Mystérieusement projeté dans le passé, le personnage principal du manga se voit offrir l’occasion de changer son présent. Une trame scénaristique, certes utilisée à l’infini via l’effet papillon, mais qui ne manque pas de piment ni d’audace dans ce seinen prenant, particulièrement bien élaboré. Comprenant que ce père qu’il n’a jamais connu n’est peut-être pas le monstrueux tueur d’enfants jeté en prison, Shin se mue très vite en détective, lancé dans une folle course contre la montre. Malgré ses connaissances sur l’affaire (ou ce qu’il pense être la vérité), il n’est pas aisé pour le jeune homme de retoucher le passé comme il le voudrait.
Énigmes, jeux de pistes, troublantes rencontres familiales…, le rythme imposé par l’auteur est soutenu. Le récit va de surprise en surprise car en modifiant le passé, la chasse au tueur devient bientôt imprévisible alors que la date de la tuerie se rapproche. Cette tension psychologique fait la force du manga qui renvoie, dans le même genre, à Man in the window.

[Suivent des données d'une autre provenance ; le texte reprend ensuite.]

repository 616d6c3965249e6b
//! Test support utilities shared across unit and integration tests.

mod host;

use std::cell::RefCell;
use std::collections::{BTreeSet, VecDeque};
use std::env;
use std::ffi::OsString;
use std::rc::Rc;

use tokio::sync::{Mutex, MutexGuard};

use crate::runner::{CommandOutput, CommandRunner, RunnerError};

pub use host::SimulatedHost;

/// Scripted command runner that returns pre-seeded outputs in FIFO order.
///
/// Used to drive deterministic command outcomes without spawning processes.
#[derive(Clone, Debug, Default)]
pub struct ScriptedRunner {
    responses: Rc<RefCell<VecDeque<CommandOutput>>>,
    invocations: Rc<RefCell<Vec<CommandInvocation>>>,
}

/// Records a single invocation made through a test runner.
#[derive(Clone, Debug, Eq, PartialEq)]
pub struct CommandInvocation {
    /// Program name as passed to the runner.
    pub program: String,
    /// Arguments passed to the program.
    pub args: Vec<OsString>,
}

impl CommandInvocation {
    /// Returns a shell-like command string for assertions.
    #[must_use]
    pub fn command_string(&self) -> String {
        let mut parts = Vec::with_capacity(self.args.len().saturating_add(1));
        parts.push(self.program.clone());
        parts.extend(
            self.args
                .iter()
                .map(|arg| arg.to_string_lossy().into_owned()),
        );
        parts.join(" ")
    }
}

impl ScriptedRunner {
    /// Creates a new runner with no queued responses.
    #[must_use]
    pub fn new() -> Self {
        Self::default()
    }

    /// Returns a snapshot of all invocations recorded so far.
    #[must_use]
    pub fn invocations(&self) -> Vec<CommandInvocation> {
        self.invocations.borrow().clone()
    }

    /// Returns the rendered command lines recorded so far.
    #[must_use]
    pub fn commands(&self) -> Vec<String> {
        self.invocations
            .borrow()
            .iter()
            .map(CommandInvocation::command_string)
            .collect()
    }

    /// Pushes a successful exit status.
    pub fn push_success(&self) {
        self.push_output(Some(0), "", "");
    }

    /// Pushes a successful exit status with `stdout`.
    pub fn push_stdout(&self, stdout: impl Into<String>) {
        self.push_output(Some(0), stdout, "");
    }

    /// Pushes a specific exit code.
    pub fn push_exit_code(&self, code: i32) {
        self.push_output(Some(code), "", "");
    }

    /// Pushes a failing exit code with stderr text.
    pub fn push_failure(&self, code: i32) {
        self.push_output(Some(code), "", "simulated failure");
    }

    /// Pushes a response with no exit code to simulate abnormal termination.
    pub fn push_missing_exit_code(&self) {
        self.push_output(None, "", "");
    }

    /// Pushes an explicit command output response.
    pub fn push_output(
        &self,
        code: Option<i32>,
        stdout: impl Into<String>,
        stderr: impl Into<String>,
    ) {
        self.responses.borrow_mut().push_back(CommandOutput {
            code,
            stdout: stdout.into(),
            stderr: stderr.into(),
        });
    }
}

impl CommandRunner for ScriptedRunner {
    fn run(&self, program: &str, args: &[OsString]) -> Result<CommandOutput, RunnerError> {
        self.invocations.borrow_mut().push(CommandInvocation {
            program: program.to_owned(),
            args: args.to_vec(),
        });
        self.responses
            .borrow_mut()
            .pop_front()
            .ok_or_else(|| RunnerError::Spawn {
                program: program.to_owned(),
                message: String::from("no scripted response available"),
            })
    }
}

/// Global mutex used to serialise environment mutation in tests.
pub static ENV_LOCK: Mutex<()> = Mutex::const_new(());

/// Guard that holds the env mutex and cleans up variables on drop.
pub struct EnvGuard {
    previous: Vec<(String, Option<OsString>)>,
    _guard: MutexGuard<'static, ()>,
}

impl EnvGuard {
    /// Sets multiple environment variables while holding a global mutex.
    pub async fn set_vars(pairs: &[(&str, &str)]) -> Self {
        debug_assert!(
            {
                let mut seen = BTreeSet::new();
                pairs.iter().all(|(key, _)| seen.insert(*key))
            },
            "duplicate environment variable keys passed to EnvGuard::set_vars"
        );

        let guard = ENV_LOCK.lock().await;
        let mut previous = Vec::with_capacity(pairs.len());
        for (key, value) in pairs {
            let old = env::var_os(key);
            // SAFETY: Environment mutation is serialised by `ENV_LOCK`, preventing races.
            unsafe { env::set_var(key, value) };
            previous.push(((*key).to_owned(), old));
        }

        Self {
            previous,
            _guard: guard,
        }
    }
}

impl Drop for EnvGuard {
    fn drop(&mut self) {
        for (key, old) in &self.previous {
            // SAFETY: Environment mutation is serialised by holding `_guard`.
            unsafe {
                match old {
                    Some(val) => env::set_var(key, val),
                    None => env::remove_var(key),
                }
            }
        }
    }
}
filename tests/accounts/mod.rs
mod bdd_steps;
mod scenarios;
mod test_helpers;
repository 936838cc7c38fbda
//! Core domain layer. No external I/O dependencies.
//!
//! Catalog, wizard state machine, feature encoding and pricing rules live here.

pub mod catalog;
pub mod encoder;
pub mod entities;
pub mod errors;
pub mod pricing;
pub mod wizard;

pub use catalog::{City, LocationCatalog, Region};
pub use encoder::encode;
pub use entities::{
    Category, CityId, FEATURE_COUNT, FeatureVector, PropertyInput, Purpose, RegionId,
    ValuationResult,
};
pub use errors::{DomainError, ValidationFailure, ValidationReport};
pub use pricing::{RANGE_BAND, compose_result, format_amount};
pub use wizard::{Field, Wizard, WizardEvent, WizardState, WizardStep, reduce};
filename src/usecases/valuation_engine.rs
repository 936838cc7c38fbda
//! Valuation engine: owns the inference session and turns a finalized
//! property into a price.
//!
//! - Lazily loads the model on first use; concurrent callers share one in-flight load
//!   and all observe its outcome, success or failure
//! - A failed load leaves the engine uninitialized so a later call can retry
//! - Decodes the model's log10 output and composes the ±10% result

use crate::domain::{
    DomainError, FeatureVector, PropertyInput, ValuationResult, compose_result, encode,
};
use crate::ports::{InferenceSession, ModelLoader};
use futures::future::{BoxFuture, FutureExt, Shared};
use std::sync::{Arc, OnceLock};
use std::time::{Duration, Instant};
use tokio::sync::Mutex;
use tracing::{debug, info, warn};

type LoadOutcome = Result<Arc<dyn InferenceSession>, DomainError>;
type InFlightLoad = Shared<BoxFuture<'static, LoadOutcome>>;

/// Valuation engine. Share it behind an `Arc`; the session lives as long as the engine.
pub struct ValuationEngine {
    loader: Arc<dyn ModelLoader>,
    session: OnceLock<Arc<dyn InferenceSession>>,
    /// Load currently running, if any. Cleared once it settles.
    in_flight: Mutex<Option<InFlightLoad>>,
    /// Serializes runs for sessions that cannot run concurrently.
    run_lock: Mutex<()>,
}

impl ValuationEngine {
    pub fn new(loader: Arc<dyn ModelLoader>) -> Self {
        Self {
            loader,
            session: OnceLock::new(),
            in_flight: Mutex::new(None),
            run_lock: Mutex::new(()),
        }
    }

    pub fn is_initialized(&self) -> bool {
        self.session.get().is_some()
    }

    /// Load the model if no session exists yet. Idempotent; concurrent callers
    /// await the same load instead of starting another.
    pub async fn initialize(&self) -> Result<(), DomainError> {
        self.session().await.map(|_| ())
    }

    async fn session(&self) -> LoadOutcome {
        if let Some(session) = self.session.get() {
            return Ok(Arc::clone(session));
        }

        let load = {
            let mut slot = self.in_flight.lock().await;
            if let Some(session) = self.session.get() {
                return Ok(Arc::clone(session));
            }
            match slot.as_ref() {
                Some(load) => load.clone(),
                None => {
                    let load = load_session(Arc::clone(&self.loader)).boxed().shared();
                    *slot = Some(load.clone());
                    load
                }
            }
        };

        let outcome = load.clone().await;
        if let Ok(session) = &outcome {
            // Publish before clearing the slot so late callers find the session.
            let _ = self.session.set(Arc::clone(session));
        }
        let mut slot = self.in_flight.lock().await;
        if slot.as_ref().is_some_and(|current| current.ptr_eq(&load)) {
            *slot = None;
        }
        outcome
    }

    /// Run one feature row and decode it into a price. Initializes on first use.
    pub async fn predict(&self, features: &FeatureVector) -> Result<f64, DomainError> {
        let session = self.session().await?;
        let output = if session.supports_concurrent_runs() {
            session.run(features).await?
        } else {
            let _guard = self.run_lock.lock().await;
            session.run(features).await?
        };
        let price = decode(output)?;
        debug!(log10_price = output, price, "prediction decoded");
        Ok(price)
    }

    /// Encode, predict and compose. The submission boundary for the UI.
    pub async fn valuate(&self, input: &PropertyInput) -> Result<ValuationResult, DomainError> {
        let features = encode(input);
        let price = self.predict(&features).await?;
        let result = compose_result(price, input.size_sqm);
        info!(
            city_id = input.city_id,
            region_id = input.region_id,
            estimate = result.point_estimate,
            "valuation complete"
        );
        Ok(result)
    }

    /// Time `runs` valuations of the same input on an initialized session.
    /// Model loading is excluded from the timing.
    pub async fn benchmark(
        &self,
        input: &PropertyInput,
        runs: usize,
    ) -> Result<BenchmarkReport, DomainError> {
        self.initialize().await?;
        let runs = runs.max(1);
        let features = encode(input);

        let started = Instant::now();
        let first = self.predict(&features).await?;
        let mut deterministic = true;
        for _ in 1..runs {
            let price = self.predict(&features).await?;
            deterministic &= price.to_bits() == first.to_bits();
        }
        let total = started.elapsed();

        Ok(BenchmarkReport {
            runs,
            average: total / runs as u32,
            deterministic,
            result: compose_result(first, input.size_sqm),
        })
    }
}

async fn load_session(loader: Arc<dyn ModelLoader>) -> LoadOutcome {
    let started = Instant::now();
    info!(source = %loader.describe(), "loading valuation model");
    match loader.load().await {
        Ok(session) => {
            info!(
                elapsed_ms = started.elapsed().as_millis() as u64,
                "valuation model loaded"
            );
            Ok(session)
        }
        Err(e) => {
            warn!(error = %e, "valuation model failed to load");
            Err(e)
        }
    }
}

/// Inverse of the training target transform: `price = 10^output`.
pub fn decode(output: f32) -> Result<f64, DomainError> {
    let price = 10f64.powf(f64::from(output));
    if !price.is_finite() || price <= 0.0 {
        return Err(DomainError::Inference(format!(
            "model output {} does not decode to a positive price",
            output
        )));
    }
    Ok(price)
}

/// Outcome of [`ValuationEngine::benchmark`].
#[derive(Debug, Clone)]
pub struct BenchmarkReport {
    pub runs: usize,
    pub average: Duration,
    /// True when every run returned the bit-identical price.
    pub deterministic: bool,
    pub result: ValuationResult,
}

impl BenchmarkReport {
    pub fn predictions_per_sec(&self) -> f64 {
        let secs = self.average.as_secs_f64();
        if secs > 0.0 { 1.0 / secs } else { f64::INFINITY }
    }
}
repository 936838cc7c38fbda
//! Startup banner: app title plus the context every estimate depends on.

use crate::domain::LocationCatalog;
use crossterm::style::Stylize;
use figlet_rs::FIGfont;

fn title_art() -> String {
    FIGfont::standard()
        .ok()
        .and_then(|font| font.convert("PROP-VALUATOR").map(|figure| figure.to_string()))
        .unwrap_or_else(|| "PROP-VALUATOR\n".to_string())
}

/// Lines under the title: version, currency, dataset.
fn context_lines(currency: &str, catalog: &LocationCatalog) -> Vec<String> {
    let mut lines = vec![
        format!(
            "v{}  ·  property price estimates for Tunisia",
            env!("CARGO_PKG_VERSION")
        ),
        format!(
            "Amounts in {}  ·  location dataset {} ({} governorates)",
            currency,
            catalog.version(),
            catalog.len()
        ),
    ];
    if catalog.has_placeholder_region_codes() {
        lines.push("Region codes are placeholders: set PROPVAL_CATALOG_PATH for real estimates".into());
    }
    lines
}

pub fn print_welcome(currency: &str, catalog: &LocationCatalog) {
    print!("{}", title_art().cyan().bold());
    for (i, line) in context_lines(currency, catalog).into_iter().enumerate() {
        match i {
            0 => println!("{}", line.dim()),
            1 => println!("{}", line),
            _ => println!("{}", line.yellow()),
        }
    }
    println!();
}
//! Valuation wizard: a five-step input state machine.
//!
//! All mutation goes through [`reduce`], one `(state, event) -> state`
//! transition. Cross-field rules (region reset on city change, Location
//! re-validation) live there and nowhere else.
//!
//! Steps can be visited in any order; submission requires every step
//! predicate to hold at once.

use crate::domain::catalog::LocationCatalog;
use crate::domain::entities::{Category, CityId, PropertyInput, Purpose, RegionId};
use crate::domain::errors::{ValidationFailure, ValidationReport};
use serde::Serialize;
use std::collections::{BTreeMap, BTreeSet};
use std::fmt;
use std::sync::Arc;

/// Floor for room and bathroom counts.
pub const MIN_COUNT: u32 = 1;

#[derive(Debug, Clone, Copy, PartialEq, Eq, PartialOrd, Ord, Hash, Serialize)]
pub enum WizardStep {
    Purpose = 1,
    Category = 2,
    Location = 3,
    Rooms = 4,
    Size = 5,
}

impl WizardStep {
    pub const ALL: [WizardStep; 5] = [
        WizardStep::Purpose,
        WizardStep::Category,
        WizardStep::Location,
        WizardStep::Rooms,
        WizardStep::Size,
    ];

    pub fn number(self) -> u8 {
        self as u8
    }

    pub fn from_number(n: u8) -> Option<Self> {
        Self::ALL.into_iter().find(|s| s.number() == n)
    }

    pub fn next(self) -> Option<Self> {
        Self::from_number(self.number() + 1)
    }

    pub fn prev(self) -> Option<Self> {
        self.number().checked_sub(1).and_then(Self::from_number)
    }

    pub fn title(self) -> &'static str {
        match self {
            WizardStep::Purpose => "Purpose",
            WizardStep::Category => "Category",
            WizardStep::Location => "Location",
            WizardStep::Rooms => "Rooms",
            WizardStep::Size => "Size",
        }
    }
}

impl fmt::Display for WizardStep {
    fn fmt(&self, f: &mut fmt::Formatter<'_>) -> fmt::Result {
        f.write_str(self.title())
    }
}

#[derive(Debug, Clone, Copy, PartialEq, Eq, Hash, Serialize)]
#[serde(rename_all = "snake_case")]
pub enum Field {
    Purpose,
    Category,
    City,
    Region,
    RoomCount,
    BathroomCount,
    Size,
}

impl fmt::Display for Field {
    fn fmt(&self, f: &mut fmt::Formatter<'_>) -> fmt::Result {
        let name = match self {
            Field::Purpose => "purpose",
            Field::Category => "category",
            Field::City => "city",
            Field::Region => "region",
            Field::RoomCount => "rooms",
            Field::BathroomCount => "bathrooms",
            Field::Size => "size",
        };
        f.write_str(name)
    }
}

/// Partial property input collected so far.
#[derive(Debug, Clone, PartialEq)]
pub struct Answers {
    pub purpose: Option<Purpose>,
    pub category: Option<Category>,
    pub city_id: Option<CityId>,
    pub region_id: Option<RegionId>,
    pub room_count: u32,
    pub bathroom_count: u32,
    /// Raw size text as typed; parsed by the Size predicate.
    pub size: String,
}

impl Default for Answers {
    fn default() -> Self {
        Self {
            purpose: None,
            category: None,
            city_id: None,
            region_id: None,
            room_count: MIN_COUNT,
            bathroom_count: MIN_COUNT,
            size: String::new(),
        }
    }
}

#[derive(Debug, Clone, PartialEq)]
pub enum Phase {
    Editing,
    /// Terminal. Holds the finalized input; further edits are ignored until Reset.
    Submitted(PropertyInput),
}

#[derive(Debug, Clone, PartialEq)]
pub enum WizardEvent {
    SetPurpose(Purpose),
    SetCategory(Category),
    SetCity(Option<CityId>),
    SetRegion(Option<RegionId>),
    IncrementRooms,
    DecrementRooms,
    IncrementBathrooms,
    DecrementBathrooms,
    /// Direct entry, floored at [`MIN_COUNT`].
    SetRooms(u32),
    SetBathrooms(u32),
    SetSize(String),
    GoTo(WizardStep),
    Advance(WizardStep),
    /// Advance the current step, then move forward if it passed.
    Next,
    Back,
    Submit,
    Reset,
}

#[derive(Debug, Clone, PartialEq)]
pub struct WizardState {
    pub current_step: WizardStep,
    pub answers: Answers,
    pub completed_steps: BTreeSet<WizardStep>,
    pub validation_errors: BTreeMap<WizardStep, Vec<ValidationFailure>>,
    pub phase: Phase,
}

impl Default for WizardState {
    fn default() -> Self {
        Self::new()
    }
}

impl WizardState {
    pub fn new() -> Self {
        Self {
            current_step: WizardStep::Purpose,
            answers: Answers::default(),
            completed_steps: BTreeSet::new(),
            validation_errors: BTreeMap::new(),
            phase: Phase::Editing,
        }
    }

    pub fn is_submitted(&self) -> bool {
        matches!(self.phase, Phase::Submitted(_))
    }

    pub fn submitted_input(&self) -> Option<&PropertyInput> {
        match &self.phase {
            Phase::Submitted(input) => Some(input),
            Phase::Editing => None,
        }
    }

    pub fn errors_for(&self, step: WizardStep) -> &[ValidationFailure] {
        self.validation_errors
            .get(&step)
            .map(|v| v.as_slice())
            .unwrap_or(&[])
    }

    /// Completed steps out of five.
    pub fn progress(&self) -> (usize, usize) {
        (self.completed_steps.len(), WizardStep::ALL.len())
    }

    /// Run a step predicate and record the outcome.
    fn check(&mut self, catalog: &LocationCatalog, step: WizardStep) -> bool {
        let failures = validate_step(catalog, &self.answers, step);
        if failures.is_empty() {
            self.completed_steps.insert(step);
            self.validation_errors.remove(&step);
            true
        } else {
            self.completed_steps.remove(&step);
            self.validation_errors.insert(step, failures);
            false
        }
    }

    /// Re-run a step predicate after a field edit. A step that stops holding
    /// loses its completion. Errors are shown only when `force` is set or the
    /// step was already completed or already showing errors.
    fn revalidate(&mut self, catalog: &LocationCatalog, step: WizardStep, force: bool) {
        let failures = validate_step(catalog, &self.answers, step);
        if failures.is_empty() {
            self.validation_errors.remove(&step);
            return;
        }
        let was_completed = self.completed_steps.remove(&step);
        if force || was_completed || self.validation_errors.contains_key(&step) {
            self.validation_errors.insert(step, failures);
        }
    }

    fn submit(&mut self, catalog: &LocationCatalog) {
        let mut all_valid = true;
        for step in WizardStep::ALL {
            all_valid &= self.check(catalog, step);
        }
        if !all_valid {
            return;
        }
        if let Some(input) = finalize(&self.answers) {
            self.phase = Phase::Submitted(input);
        }
    }
}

Côté graphique, le mangaka séduit par un style fin et précis avec une attention toute particulière portée à l’expression des visages à travers des gros plans disséminés au fil des pages. Avec un découpage alternant entre petites cases, pleine-pages ou figures anarchiques montrant un regard attristé ou un cri de douleur. Les décors sont également réussis, notamment le village d’Oto Uso merveilleusement décrit au cœur de l’hiver.